Doğum günleri ile ilgili alışkanlıkları olmayan yada bir şekilde unutulmuş şirketlerde doğum günlerini kutlamaya başlayın. Çok önemlidir bir kişinin insan olduğunu hatırlatmanın önemsendiğini hissettirmenin en güzel yollarından biridir. Ortaklaşa hediyeler alın, ne aldığınız önemli bile değil. Şirketiniz karşı çıkıyorsa bunu birlikte yapın birliğinizin önemsendiğini hissederseniz kendinizi daha iyi ve güvende hissedersiniz. Bir süre sonra şirketiniz de bunun korkulacak birşey olmadığını anlayacaktır. Unutmayın sizin de bir doğum gününüz var.

Etkinlinlikler düzenleyin mümkünse sürekliliğini sağlayın. Sanıyorum bu konuda fazla açıklamaya gerek yok ancak eski çalışanlarınızı da çağırmayı ihmal etmeyin.

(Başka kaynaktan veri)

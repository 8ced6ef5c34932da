//! Environment configuration.

use std::env;
use std::path::PathBuf;
use std::time::Duration;

use crate::error::ConfigError;
use crate::runtime::resize::DEFAULT_RESIZE_DEBOUNCE;
use crate::runtime::viewport::DEFAULT_OVERSCAN;
use crate::stream::buffer::DEFAULT_FLUSH_INTERVAL;
use crate::stream::classifier::DEFAULT_REASONING_WINDOW;

pub const FLUSH_MS_ENV: &str = "STREAM_VIEW_FLUSH_MS";
pub const RESIZE_DEBOUNCE_MS_ENV: &str = "STREAM_VIEW_RESIZE_DEBOUNCE_MS";
pub const REASONING_LINES_ENV: &str = "STREAM_VIEW_REASONING_LINES";
pub const OVERSCAN_ENV: &str = "STREAM_VIEW_OVERSCAN";
pub const DEBUG_ENV: &str = "STREAM_VIEW_DEBUG";
pub const LOG_PATH_ENV: &str = "STREAM_VIEW_LOG";

#[derive(Debug, Clone, PartialEq, Eq)]
pub struct EngineConfig {
    pub flush_interval: Duration,
    pub resize_debounce: Duration,
    /// Reasoning lines kept visible while a turn streams.
    pub reasoning_lines: usize,
    pub overscan: usize,
    pub debug: bool,
    pub log_path: Option<PathBuf>,
}

impl Default for EngineConfig {
    fn default() -> Self {
        Self {
            flush_interval: DEFAULT_FLUSH_INTERVAL,
            resize_debounce: DEFAULT_RESIZE_DEBOUNCE,
            reasoning_lines: DEFAULT_REASONING_WINDOW,
            overscan: DEFAULT_OVERSCAN,
            debug: false,
            log_path: None,
        }
    }
}

impl EngineConfig {
    pub fn from_env() -> Result<Self, ConfigError> {
        let defaults = Self::default();
        Ok(Self {
            flush_interval: env_millis(FLUSH_MS_ENV)?.unwrap_or(defaults.flush_interval),
            resize_debounce: env_millis(RESIZE_DEBOUNCE_MS_ENV)?
                .unwrap_or(defaults.resize_debounce),
            reasoning_lines: env_usize(REASONING_LINES_ENV)?.unwrap_or(defaults.reasoning_lines),
            overscan: env_usize(OVERSCAN_ENV)?.unwrap_or(defaults.overscan),
            debug: env_flag(DEBUG_ENV),
            log_path: env_string_opt(LOG_PATH_ENV).map(PathBuf::from),
        })
    }
}

fn env_flag(key: &str) -> bool {
    env::var(key).map(|value| value == "1").unwrap_or(false)
}

fn env_string_opt(key: &str) -> Option<String> {
    env::var(key).ok().and_then(|value| {
        if value.trim().is_empty() {
            None
        } else {
            Some(value)
        }
    })
}

fn env_usize(key: &'static str) -> Result<Option<usize>, ConfigError> {
    let Some(value) = env_string_opt(key) else {
        return Ok(None);
    };
    value
        .trim()
        .parse::<usize>()
        .map(Some)
        .map_err(|_| ConfigError::InvalidNumber { key, value })
}

fn env_millis(key: &'static str) -> Result<Option<Duration>, ConfigError> {
    Ok(env_usize(key)?.map(|ms| Duration::from_millis(ms as u64)))
}
//! Resize coalescing.

use std::time::{Duration, Instant};

pub const DEFAULT_RESIZE_DEBOUNCE: Duration = Duration::from_millis(150);

/// Holds the latest terminal size until no new signal arrived for one debounce interval.
#[derive(Debug, Clone)]
pub struct ResizeDebouncer {
    delay: Duration,
    pending: Option<(u16, u16)>,
    deadline: Option<Instant>,
}

impl Default for ResizeDebouncer {
    fn default() -> Self {
        Self::new(DEFAULT_RESIZE_DEBOUNCE)
    }
}

impl ResizeDebouncer {
    pub fn new(delay: Duration) -> Self {
        Self {
            delay,
            pending: None,
            deadline: None,
        }
    }

    /// Records a size. Every signal restarts the quiet period.
    pub fn signal(&mut self, columns: u16, rows: u16, now: Instant) {
        self.pending = Some((columns, rows));
        self.deadline = Some(now + self.delay);
    }

    /// Returns the size to apply once the quiet period elapsed.
    pub fn take_due(&mut self, now: Instant) -> Option<(u16, u16)> {
        match self.deadline {
            Some(deadline) if now >= deadline => {
                self.deadline = None;
                self.pending.take()
            }
            _ => None,
        }
    }

    pub fn is_pending(&self) -> bool {
        self.pending.is_some()
    }

    pub fn deadline(&self) -> Option<Instant> {
        self.deadline
    }

    pub fn cancel(&mut self) {
        self.pending = None;
        self.deadline = None;
    }
}

#[cfg(test)]
mod tests {
    use std::time::{Duration, Instant};

    use super::ResizeDebouncer;

    #[test]
    fn latest_size_wins_after_quiet_period() {
        let start = Instant::now();
        let mut debouncer = ResizeDebouncer::new(Duration::from_millis(150));
        debouncer.signal(100, 40, start);
        debouncer.signal(90, 30, start + Duration::from_millis(100));

        assert_eq!(debouncer.take_due(start + Duration::from_millis(200)), None);
        assert_eq!(
            debouncer.take_due(start + Duration::from_millis(250)),
            Some((90, 30))
        );
        assert!(!debouncer.is_pending());
        assert_eq!(debouncer.take_due(start + Duration::from_secs(1)), None);
    }

    #[test]
    fn cancel_drops_pending_size() {
        let start = Instant::now();
        let mut debouncer = ResizeDebouncer::default();
        debouncer.signal(10, 10, start);
        debouncer.cancel();
        assert_eq!(debouncer.take_due(start + Duration::from_secs(1)), None);
        assert_eq!(debouncer.deadline(), None);
    }
}
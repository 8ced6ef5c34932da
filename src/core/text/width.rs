//! Grapheme and display width helpers.

use emojis::get as emoji_get;
use unicode_segmentation::UnicodeSegmentation;
use unicode_width::UnicodeWidthChar;

const TAB_WIDTH: usize = 3;

pub fn grapheme_width(grapheme: &str) -> usize {
    if grapheme.is_empty() {
        return 0;
    }
    if grapheme == "\t" {
        return TAB_WIDTH;
    }

    if emoji_get(grapheme).is_some() {
        return 2;
    }

    grapheme
        .chars()
        .map(|ch| UnicodeWidthChar::width(ch).unwrap_or(0))
        .sum()
}

/// Terminal columns occupied by plain (escape-free) text.
pub fn display_width(text: &str) -> usize {
    text.graphemes(true).map(grapheme_width).sum()
}

/// Replaces tabs with the spaces they occupy on screen.
pub fn expand_tabs(text: &str) -> String {
    text.replace('\t', &" ".repeat(TAB_WIDTH))
}

/// Pads `text` with spaces up to `width` columns. Text already wider is returned unchanged.
pub fn pad_to_width(text: &str, width: usize) -> String {
    let current = display_width(text);
    let mut out = text.to_string();
    out.push_str(&" ".repeat(width.saturating_sub(current)));
    out
}
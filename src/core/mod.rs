//! Core data types shared by every layer.

pub mod block;
pub mod message;
pub mod text;
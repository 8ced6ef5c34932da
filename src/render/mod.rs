//! Renderer boundary.
//!
//! The engine never writes to a terminal. For each frame it calls a [`BlockRenderer`] once per
//! visible block; the renderer owns styling, clipping and diffing against what is on screen.

pub mod lines;

use crate::core::block::Block;

pub use lines::{LineRenderer, LineTheme, StyleFn};

/// Display context threaded through every draw call.
#[derive(Debug, Clone, Default, PartialEq, Eq)]
pub struct RenderContext {
    pub model: Option<String>,
    pub agent: Option<String>,
    /// True while an assistant turn is streaming.
    pub streaming: bool,
}

impl RenderContext {
    pub fn new(model: Option<String>, agent: Option<String>) -> Self {
        Self {
            model,
            agent,
            streaming: false,
        }
    }

    /// Header label for an assistant message, e.g. `reviewer (large)`.
    pub fn assistant_label(&self) -> String {
        let name = self.agent.as_deref().unwrap_or("assistant");
        match self.model.as_deref() {
            Some(model) => format!("{name} ({model})"),
            None => name.to_string(),
        }
    }
}

/// Draw capability implemented by hosts.
pub trait BlockRenderer {
    fn begin_frame(&mut self, _width: usize, _ctx: &RenderContext) {}

    /// Draws the rolling reasoning window above the transcript tail.
    fn draw_reasoning(&mut self, _lines: &[String], _width: usize, _ctx: &RenderContext) {}

    fn draw(&mut self, block: &Block, width: usize, ctx: &RenderContext);

    fn end_frame(&mut self, _ctx: &RenderContext) {}
}

#[cfg(test)]
mod tests {
    use super::RenderContext;

    #[test]
    fn assistant_label_combines_agent_and_model() {
        assert_eq!(RenderContext::default().assistant_label(), "assistant");
        let ctx = RenderContext::new(Some("large".into()), Some("critic".into()));
        assert_eq!(ctx.assistant_label(), "critic (large)");
    }
}
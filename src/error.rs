use std::path::PathBuf;

use thiserror::Error;

#[derive(Debug, Error)]
pub enum ConfigError {
    #[error("environment variable {key} must be a non-negative integer, got '{value}'")]
    InvalidNumber { key: &'static str, value: String },
}

#[derive(Debug, Error)]
pub enum LoggingError {
    #[error("I/O error while opening log file at {path}: {source}")]
    Io {
        path: PathBuf,
        #[source]
        source: std::io::Error,
    },

    #[error("invalid log filter '{filter}': {message}")]
    Filter { filter: String, message: String },

    #[error("a global tracing subscriber is already installed: {message}")]
    Subscriber { message: String },
}
//! Breakpoint layout derived from the terminal size.
//!
//! A [`LayoutMode`] is recomputed from scratch on every applied resize; nothing in it is
//! mutated in place.

const DEFAULT_COLUMNS: u16 = 80;
const DEFAULT_ROWS: u16 = 24;

const TINY_MAX_COLUMNS: u16 = 60;
const TINY_MAX_ROWS: u16 = 20;
const NARROW_MAX_COLUMNS: u16 = 90;
const MEDIUM_MAX_COLUMNS: u16 = 120;

const MIN_MAIN_WIDTH: usize = 20;
const MARGIN_WITH_SIDEBAR: usize = 6;
const MARGIN_WITHOUT_SIDEBAR: usize = 4;

const TINY_CHROME_ROWS: usize = 2;
const CHROME_ROWS: usize = 5;

#[derive(Debug, Clone, Copy, PartialEq, Eq, Hash)]
pub enum LayoutKind {
    Tiny,
    Narrow,
    Medium,
    Wide,
}

impl LayoutKind {
    pub fn label(self) -> &'static str {
        match self {
            Self::Tiny => "tiny",
            Self::Narrow => "narrow",
            Self::Medium => "medium",
            Self::Wide => "wide",
        }
    }
}

#[derive(Debug, Clone, Copy, PartialEq, Eq)]
pub struct LayoutMode {
    pub kind: LayoutKind,
    pub columns: u16,
    pub rows: u16,
    /// Visible sidebar width; zero when the sidebar is hidden.
    pub sidebar_width: usize,
    /// Width the sidebar takes when expanded on a narrow terminal.
    pub sidebar_expanded_width: usize,
    pub padding_x: usize,
    pub borders: bool,
}

impl LayoutMode {
    /// Toggles the narrow-mode sidebar. Other modes are returned unchanged.
    pub fn with_sidebar_expanded(self, expanded: bool) -> Self {
        if self.kind != LayoutKind::Narrow {
            return self;
        }
        Self {
            sidebar_width: if expanded {
                self.sidebar_expanded_width
            } else {
                0
            },
            ..self
        }
    }

    pub fn sidebar_visible(&self) -> bool {
        self.sidebar_width > 0
    }

    pub fn content_width(&self) -> usize {
        main_width(self, self.sidebar_width)
    }
}

fn scaled(columns: u16, ratio: f64, cap: usize) -> usize {
    ((f64::from(columns) * ratio).floor() as usize).min(cap)
}

/// Classifies a terminal size. Zero dimensions mean "unknown" and fall back to 80x24.
pub fn compute_layout_mode(columns: u16, rows: u16) -> LayoutMode {
    let columns = if columns == 0 { DEFAULT_COLUMNS } else { columns };
    let rows = if rows == 0 { DEFAULT_ROWS } else { rows };

    let base = LayoutMode {
        kind: LayoutKind::Tiny,
        columns,
        rows,
        sidebar_width: 0,
        sidebar_expanded_width: 0,
        padding_x: 0,
        borders: false,
    };

    if columns < TINY_MAX_COLUMNS || rows < TINY_MAX_ROWS {
        return base;
    }
    if columns < NARROW_MAX_COLUMNS {
        return LayoutMode {
            kind: LayoutKind::Narrow,
            sidebar_expanded_width: scaled(columns, 0.28, 24),
            padding_x: 1,
            borders: true,
            ..base
        };
    }
    if columns < MEDIUM_MAX_COLUMNS {
        let sidebar = scaled(columns, 0.25, 26);
        return LayoutMode {
            kind: LayoutKind::Medium,
            sidebar_width: sidebar,
            sidebar_expanded_width: sidebar,
            padding_x: 1,
            borders: true,
            ..base
        };
    }
    let sidebar = scaled(columns, 0.25, 32);
    LayoutMode {
        kind: LayoutKind::Wide,
        sidebar_width: sidebar,
        sidebar_expanded_width: sidebar,
        padding_x: 2,
        borders: true,
        ..base
    }
}

/// Width left for the transcript, never below 20 columns.
pub fn main_width(layout: &LayoutMode, sidebar_width: usize) -> usize {
    let margin = if sidebar_width > 0 {
        MARGIN_WITH_SIDEBAR
    } else {
        MARGIN_WITHOUT_SIDEBAR
    };
    usize::from(layout.columns)
        .saturating_sub(sidebar_width)
        .saturating_sub(margin)
        .max(MIN_MAIN_WIDTH)
}

/// Rows available to the transcript after the input and status chrome.
pub fn viewport_rows(layout: &LayoutMode) -> usize {
    let chrome = match layout.kind {
        LayoutKind::Tiny => TINY_CHROME_ROWS,
        _ => CHROME_ROWS,
    };
    usize::from(layout.rows).saturating_sub(chrome).max(1)
}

Yeni gelen arkadaşlarınızı nasıl ağırladığınız  çok ama çok önemli.

Eğer işinizden siz ayrılıyorsanız yerinize gelecek olan arkadaşınıza bir mektup yazın !

 

Faydası nedir ?

Eğer hala bu soruyu soruyorsanız yazımı tekrar okuyun 🙂 yinede aklınızda birşeyler canlanmıyorsa beni arayın, bir yerde oturalım size kahve ısmarlayayım, kahveyi keyife bahane ederek size açıklamaya çalışırım.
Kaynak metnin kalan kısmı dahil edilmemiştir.